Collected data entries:

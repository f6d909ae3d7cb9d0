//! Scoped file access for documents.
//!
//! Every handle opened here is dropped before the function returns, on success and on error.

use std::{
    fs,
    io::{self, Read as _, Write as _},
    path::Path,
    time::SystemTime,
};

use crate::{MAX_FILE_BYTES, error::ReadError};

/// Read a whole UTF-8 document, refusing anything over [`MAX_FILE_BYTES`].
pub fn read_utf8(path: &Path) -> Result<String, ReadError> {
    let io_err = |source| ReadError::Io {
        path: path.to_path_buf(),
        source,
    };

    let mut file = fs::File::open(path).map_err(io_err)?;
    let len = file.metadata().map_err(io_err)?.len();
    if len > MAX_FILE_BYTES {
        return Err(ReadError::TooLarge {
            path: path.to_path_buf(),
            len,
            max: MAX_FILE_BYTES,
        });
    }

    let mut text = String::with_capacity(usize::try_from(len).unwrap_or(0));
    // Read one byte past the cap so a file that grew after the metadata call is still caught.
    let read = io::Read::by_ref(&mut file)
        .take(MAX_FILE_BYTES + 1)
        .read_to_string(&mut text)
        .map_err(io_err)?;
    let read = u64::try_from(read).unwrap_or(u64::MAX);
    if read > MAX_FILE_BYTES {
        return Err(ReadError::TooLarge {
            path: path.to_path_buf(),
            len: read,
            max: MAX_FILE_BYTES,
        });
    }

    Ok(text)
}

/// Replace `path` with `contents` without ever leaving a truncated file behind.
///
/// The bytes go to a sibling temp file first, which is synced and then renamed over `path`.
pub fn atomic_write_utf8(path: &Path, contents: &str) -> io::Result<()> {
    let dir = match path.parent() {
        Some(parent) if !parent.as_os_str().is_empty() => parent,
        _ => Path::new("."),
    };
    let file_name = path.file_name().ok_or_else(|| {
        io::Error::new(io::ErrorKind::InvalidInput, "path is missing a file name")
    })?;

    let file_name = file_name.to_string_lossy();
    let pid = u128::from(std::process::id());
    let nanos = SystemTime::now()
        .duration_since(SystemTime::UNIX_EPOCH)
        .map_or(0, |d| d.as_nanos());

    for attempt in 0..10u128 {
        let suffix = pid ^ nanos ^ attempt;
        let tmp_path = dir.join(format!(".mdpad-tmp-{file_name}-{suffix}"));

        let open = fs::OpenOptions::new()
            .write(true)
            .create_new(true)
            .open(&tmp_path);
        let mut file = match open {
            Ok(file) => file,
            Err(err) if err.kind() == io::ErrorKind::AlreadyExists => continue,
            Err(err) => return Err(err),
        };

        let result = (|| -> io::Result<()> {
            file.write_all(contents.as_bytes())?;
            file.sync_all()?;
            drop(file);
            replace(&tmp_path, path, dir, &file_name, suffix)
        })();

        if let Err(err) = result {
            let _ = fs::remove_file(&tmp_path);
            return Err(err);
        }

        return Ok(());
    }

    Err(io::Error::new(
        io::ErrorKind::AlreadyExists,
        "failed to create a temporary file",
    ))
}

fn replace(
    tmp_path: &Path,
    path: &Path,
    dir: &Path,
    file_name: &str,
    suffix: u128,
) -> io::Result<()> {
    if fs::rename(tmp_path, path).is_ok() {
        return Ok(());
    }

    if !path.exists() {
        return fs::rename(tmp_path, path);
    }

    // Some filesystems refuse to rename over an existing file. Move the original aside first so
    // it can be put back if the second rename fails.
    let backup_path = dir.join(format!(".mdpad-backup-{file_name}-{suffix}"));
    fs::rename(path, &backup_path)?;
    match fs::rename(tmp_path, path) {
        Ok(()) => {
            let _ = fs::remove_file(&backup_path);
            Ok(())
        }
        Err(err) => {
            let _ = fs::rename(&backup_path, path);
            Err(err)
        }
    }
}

▸ Directions
Look through the entries above; copy every line holding the string "mdpad".

▸ Written answer
        let tmp_path = dir.join(format!(".mdpad-tmp-{file_name}-{suffix}"));
    let backup_path = dir.join(format!(".mdpad-backup-{file_name}-{suffix}"));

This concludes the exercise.